Activity Reports 2018 - Paul Nilsson
October
Main activities (Pilot 1)
- Released minor versions 73.4 and 73.5
- Import updates: Objectstore stage-in verification, ES merge fix, Replica priorities update, Lingering orphaned processes (Some processes were found hanging even after pilot ended in looping jobs); Added safer handling of stdout_tail variable to prevent discovered lost heartbeat
Main activities (Pilot 2)
- Managed to run user defined container with full analysis code for the first time (end of main development for user container support)
Other activities
- Participated in ATLAS Software and Computing Week, gave one presentation about Pilots
September
Main activities (Pilot 1)
- New Pilot 1 version in development (to be released in October), currently with minor changes
Main activities (Pilot 2)
- Investigated how to improve the pilot timing dictionary handling; requirement for HPCs with limited I/O - switched to use an internal timing dictionary instead of writing to/reading from file. Verified by Danila Oleynik on Titan
- Implemented max lifetime; Pilot will abort ten minutes before running out of time as defined by schedconfig parameter for the given PQ, Pilot aborts and fails the job properly (tar ball creation of log, server update)
- Added handling and identification of several more error codes
- Pilot 2 reached end of main development stage at the end of September (commissioning stage to begin); main developments (features) are now in place, some minor developments remains (such as more error code handling)
- Improved tar ball creation of log (previously did not have sub-directory structure)
- Tested new runcontainer script; managed to run user defined container with simple HelloWorld job to completion for the first time; installed runcontainer script on PanDA server
- Created more test queues for Pilot 1 and 2 (CERN-PROD_UCORE_1 and _2)
- Refactoring of many functions and components to streamline the Pilot
- Created new Google doc to track progress on error code implementation
- Fixed problem with exceptions during stage-in; pilot can now wrap up correctly
- Worked on (and finished) payload output interpretation function; Pilot can now identify special errors in payload output, extract number of events from jobReport, metadata or Athena summary files, etc
- Approved pull request from D. Oleynik about HPC Pilot workflow which is now part of main Pilot 2 code base
- Now testing containers on nine production queues
Other activities
- Chaired three Pilot Development meetings this month
- Presentations in biweekly Containers meeting
- Worked on document to describe direct access in the Pilots
- Wrote CHEP 2018 proceedings paper about Pilot 2 (submitted to ATLAS Speakers Committee for internal review); paper registration prepared in the SAGA system used by the CHEP organizers (paper will be submitted before end of October)

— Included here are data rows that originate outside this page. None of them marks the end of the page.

#[cfg(test)]
#[allow(clippy::unwrap_used)]
mod tests {
    use chrono::TimeZone;

    use super::*;
    use crate::envelope::Envelope;

    fn master(s: &str) -> MasterPassword {
        MasterPassword::new(s).unwrap()
    }

    fn now() -> DateTime<Utc> {
        Utc.with_ymd_and_hms(2023, 6, 15, 12, 0, 0).unwrap()
    }

    fn stub_record(id: &str, updated: DateTime<Utc>) -> VaultRecord {
        VaultRecord {
            id: id.to_owned(),
            name: None,
            envelope: EncodedEnvelope {
                salt: None,
                iv: String::new(),
                auth_tag: String::new(),
                ciphertext: String::new(),
            },
            last_updated_at: updated,
        }
    }

    fn sealed_record(id: &str, password: &str, m: &MasterPassword) -> VaultRecord {
        VaultRecord {
            id: id.to_owned(),
            name: Some(format!("site-{id}")),
            envelope: Envelope::encrypt(password.as_bytes(), m).unwrap().encode(),
            last_updated_at: now() - Duration::days(10),
        }
    }

    /// Classify plaintexts directly, bypassing key derivation.
    fn classify_plain(entries: &[(&str, DateTime<Utc>)]) -> VaultAnalysis {
        let records: Vec<VaultRecord> = entries
            .iter()
            .enumerate()
            .map(|(i, (_, updated))| stub_record(&i.to_string(), *updated))
            .collect();
        let decrypted = records
            .iter()
            .zip(entries)
            .map(|(record, (password, _))| Decrypted {
                record,
                password: (*password).to_owned(),
            })
            .collect();
        classify(decrypted, 0, now())
    }

    #[test]
    fn seven_characters_is_weak_eight_is_not() {
        let fresh = now() - Duration::days(1);
        let analysis = classify_plain(&[("abcdefg", fresh), ("abcdefgh", fresh)]);
        assert!(analysis.passwords[0].is_weak);
        assert!(!analysis.passwords[1].is_weak);
        assert_eq!(analysis.weak_count, 1);
    }

    #[test]
    fn weakness_counts_utf16_code_units() {
        let fresh = now() - Duration::days(1);
        // Seven code units, fourteen bytes.
        let analysis = classify_plain(&[("ключключ", fresh), ("ключклю", fresh)]);
        assert!(!analysis.passwords[0].is_weak);
        assert!(analysis.passwords[1].is_weak);

        // Each emoji is a surrogate pair: four of them are eight units.
        let analysis = classify_plain(&[("🔑🔑🔑🔑", fresh), ("🔑🔑🔑", fresh)]);
        assert!(!analysis.passwords[0].is_weak);
        assert!(analysis.passwords[1].is_weak);
        assert_eq!(analysis.weak_count, 1);
    }

    #[test]
    fn every_record_sharing_a_value_is_reused() {
        let fresh = now() - Duration::days(1);
        let analysis = classify_plain(&[
            ("a1b2c3d4", fresh),
            ("x9y8z7w6", fresh),
            ("a1b2c3d4", fresh),
        ]);
        let flags: Vec<bool> = analysis.passwords.iter().map(|p| p.is_reused).collect();
        assert_eq!(flags, vec![true, false, true]);
        assert_eq!(analysis.reused_count, 2);
    }

    #[test]
    fn reuse_counts_records_not_groups() {
        let fresh = now() - Duration::days(1);
        let analysis = classify_plain(&[
            ("samesame", fresh),
            ("samesame", fresh),
            ("samesame", fresh),
            ("otherone", fresh),
            ("otherone", fresh),
        ]);
        assert_eq!(analysis.reused_count, 5);
    }

    #[test]
    fn older_than_one_year_is_old() {
        let analysis = classify_plain(&[
            ("longenough1", now() - Duration::days(366)),
            ("longenough2", now() - Duration::days(300)),
        ]);
        assert!(analysis.passwords[0].is_old);
        assert!(!analysis.passwords[1].is_old);
        assert_eq!(analysis.old_password_count, 1);
    }

    #[test]
    fn one_full_calendar_year_is_old() {
        let at_cutoff = Utc.with_ymd_and_hms(2022, 6, 15, 12, 0, 0).unwrap();
        let just_after = at_cutoff + Duration::seconds(1);
        let analysis = classify_plain(&[("longenough1", at_cutoff), ("longenough2", just_after)]);
        assert!(analysis.passwords[0].is_old);
        assert!(!analysis.passwords[1].is_old);
    }

    #[test]
    fn leap_spanning_366_days_is_old() {
        let now = Utc.with_ymd_and_hms(2024, 6, 15, 12, 0, 0).unwrap();
        let records = [stub_record("0", now - Duration::days(366))];
        let decrypted = vec![Decrypted {
            record: &records[0],
            password: "longenough".to_owned(),
        }];
        assert!(classify(decrypted, 0, now).passwords[0].is_old);
    }

    #[test]
    fn one_year_is_calendar_based_across_leap_years() {
        // 2024 is a leap year: one calendar year spans 366 days here.
        let now = Utc.with_ymd_and_hms(2024, 6, 15, 0, 0, 0).unwrap();
        assert_eq!(one_year_before(now), now - Duration::days(366));

        let now = Utc.with_ymd_and_hms(2023, 6, 15, 0, 0, 0).unwrap();
        assert_eq!(one_year_before(now), now - Duration::days(365));
    }

    #[test]
    fn leap_day_rolls_forward_to_march_first() {
        let now = Utc.with_ymd_and_hms(2024, 2, 29, 8, 30, 0).unwrap();
        assert_eq!(
            one_year_before(now),
            Utc.with_ymd_and_hms(2023, 3, 1, 8, 30, 0).unwrap()
        );
    }

    #[test]
    fn score_ignores_old_passwords() {
        let stale = now() - Duration::days(800);
        let analysis = classify_plain(&[("longenough1", stale), ("longenough2", stale)]);
        assert_eq!(analysis.old_password_count, 2);
        assert_eq!(analysis.overall_score, 100);
    }

    #[test]
    fn score_formula_rounds_half_up() {
        assert_eq!(overall_score(4, 1, 1), 50);
        assert_eq!(overall_score(3, 1, 0), 67);
        assert_eq!(overall_score(8, 7, 0), 13);
        assert_eq!(overall_score(3, 0, 0), 100);
    }

    #[test]
    fn score_never_goes_below_zero() {
        // Two identical short passwords: both weak and both reused.
        assert_eq!(overall_score(2, 2, 2), 0);
    }

    #[test]
    fn score_reflects_weak_and_reused_records() {
        let fresh = now() - Duration::days(1);
        let analysis = classify_plain(&[
            ("short", fresh),
            ("unique-one", fresh),
            ("unique-two", fresh),
            ("unique-three", fresh),
        ]);
        assert_eq!(analysis.weak_count, 1);
        assert_eq!(analysis.overall_score, 75);

        let analysis = classify_plain(&[
            ("short", fresh),
            ("dup-value", fresh),
            ("dup-value", fresh),
            ("unique-one", fresh),
        ]);
        assert_eq!((analysis.total_passwords, analysis.weak_count, analysis.reused_count), (4, 1, 2));
        assert_eq!(analysis.overall_score, 25);
    }

    #[test]
    fn empty_vault_scores_one_hundred() {
        let analysis = analyze(&[], &master("m"), now());
        assert_eq!(analysis.overall_score, 100);
        assert_eq!(analysis.total_passwords, 0);
        assert_eq!(analysis.weak_count, 0);
        assert_eq!(analysis.reused_count, 0);
        assert_eq!(analysis.old_password_count, 0);
        assert!(analysis.passwords.is_empty());
        assert!(!analysis.looks_like_wrong_password());
    }

    #[test]
    fn malformed_record_is_skipped_without_failing() {
        let m = master("vault master");
        let mut records: Vec<VaultRecord> = ["alpha-pass", "beta-pass", "gamma-pass", "delta-pass"]
            .iter()
            .enumerate()
            .map(|(i, p)| sealed_record(&i.to_string(), p, &m))
            .collect();
        let mut corrupt = sealed_record("legacy", "epsilon-pass", &m);
        corrupt.envelope.salt = Some("not-hex".to_owned());
        records.insert(2, corrupt);

        let analysis = analyze(&records, &m, now());
        assert_eq!(analysis.total_passwords, 4);
        assert_eq!(analysis.skipped_count, 1);
        let ids: Vec<&str> = analysis.passwords.iter().map(|p| p.id.as_str()).collect();
        assert_eq!(ids, vec!["0", "1", "2", "3"]);
        assert_eq!(analysis.passwords[2].password, "gamma-pass");
        assert_eq!(analysis.passwords[2].name.as_deref(), Some("site-2"));
    }

    #[test]
    fn wrong_master_password_degenerates_to_empty_result() {
        let records = vec![
            sealed_record("a", "first-password", &master("right")),
            sealed_record("b", "second-password", &master("right")),
        ];
        let analysis = analyze(&records, &master("wrong"), now());
        assert_eq!(analysis.total_passwords, 0);
        assert_eq!(analysis.overall_score, 100);
        assert_eq!(analysis.skipped_count, 2);
        assert!(analysis.looks_like_wrong_password());
    }

    #[test]
    fn end_to_end_reuse_detection_through_envelopes() {
        let m = master("m");
        let records = vec![
            sealed_record("0", "a1b2c3d4", &m),
            sealed_record("1", "x9y8z7w6", &m),
            sealed_record("2", "a1b2c3d4", &m),
        ];
        let analysis = analyze(&records, &m, now());
        assert_eq!(analysis.reused_count, 2);
        assert!(analysis.passwords[0].is_reused);
        assert!(!analysis.passwords[1].is_reused);
        assert!(analysis.passwords[2].is_reused);
        assert_eq!(analysis.overall_score, 33);
    }

    #[test]
    fn record_json_accepts_updated_at() {
        let json = serde_json::json!({
            "id": "42",
            "envelope": {
                "salt": "00".repeat(64),
                "iv": "11".repeat(16),
                "authTag": "22".repeat(16),
                "ciphertext": "",
            },
            "updatedAt": "2022-01-01T00:00:00Z",
        });
        let record: VaultRecord = serde_json::from_value(json).unwrap();
        assert_eq!(record.id, "42");
        assert_eq!(record.last_updated_at.year(), 2022);
    }

    #[test]
    fn assessment_json_uses_camel_case_flags() {
        let fresh = now() - Duration::days(1);
        let analysis = classify_plain(&[("abc", fresh)]);
        let json = serde_json::to_value(&analysis).unwrap();
        assert_eq!(json["overallScore"], 0);
        assert_eq!(json["oldPasswordCount"], 0);
        assert_eq!(json["passwords"][0]["isWeak"], true);
        assert_eq!(json["passwords"][0]["isReused"], false);
    }

    #[test]
    fn assessment_debug_hides_password() {
        let fresh = now() - Duration::days(1);
        let analysis = classify_plain(&[("topsecretvalue", fresh)]);
        assert!(!format!("{analysis:?}").contains("topsecretvalue"));
    }
}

- Participated in special meeting at CERN to discuss pre-emptible queues; we’ve requested that CERN batch system will send a special kill signal, hopefully SIGUSR2 since it’s not used by the pilot yet, whenever they want to pre-empt the resource and/or make the job-ad available for the pilot to parse which contains an explanation of the eviction
- Created script for making self-extractable binaries
which e.g. can be used with new runcontainer script
August
Main activities (Pilot 1)
- Released minor versions 73.2 and 73.3
- It was realized that both pilot and rucio server called list_replicas() which is unnecessary and has increased the load on the rucio servers due to the ongoing migration to use rucio as sitemover and since rucio will call list_replicas() for each input file download. A quick fix for this is to use the --pfn option with rucio download which will prevent rucio from also calling list_replicas().
Main activities (Pilot 2)
- Added and implemented new error code 1316, RUCIOSERVICEUNAVAILABLE: "Rucio: Service unavailable",
- Started testing real user defined containers with prun. Decided to replace runGen with new transform like script to be called runcontainer, which is to be used for user defined containers
- Implemented direct access support for both user analysis and production jobs
- Created initial code for LCF HPC plug-ins to be used with the HPC Pilot workflow
- Proper signal handling now in place; all essential control modules (job, payload and data components) now correctly handles signals and aborts the job, updates the server.
- Pilot 2 error code wiki page up to date
Other activities
- Worked on google doc about list_replicas
which contains a full documentation about how stage-in works in both Pilot 1 and 2 (all steps)
- Worked on google doc about job description
which defines the Pilot 1 and 2 job objects (all fields)
- Revised HC templates for both Pilot 1 and 2 testing (incl. creation of new templates and removal of deleted queues)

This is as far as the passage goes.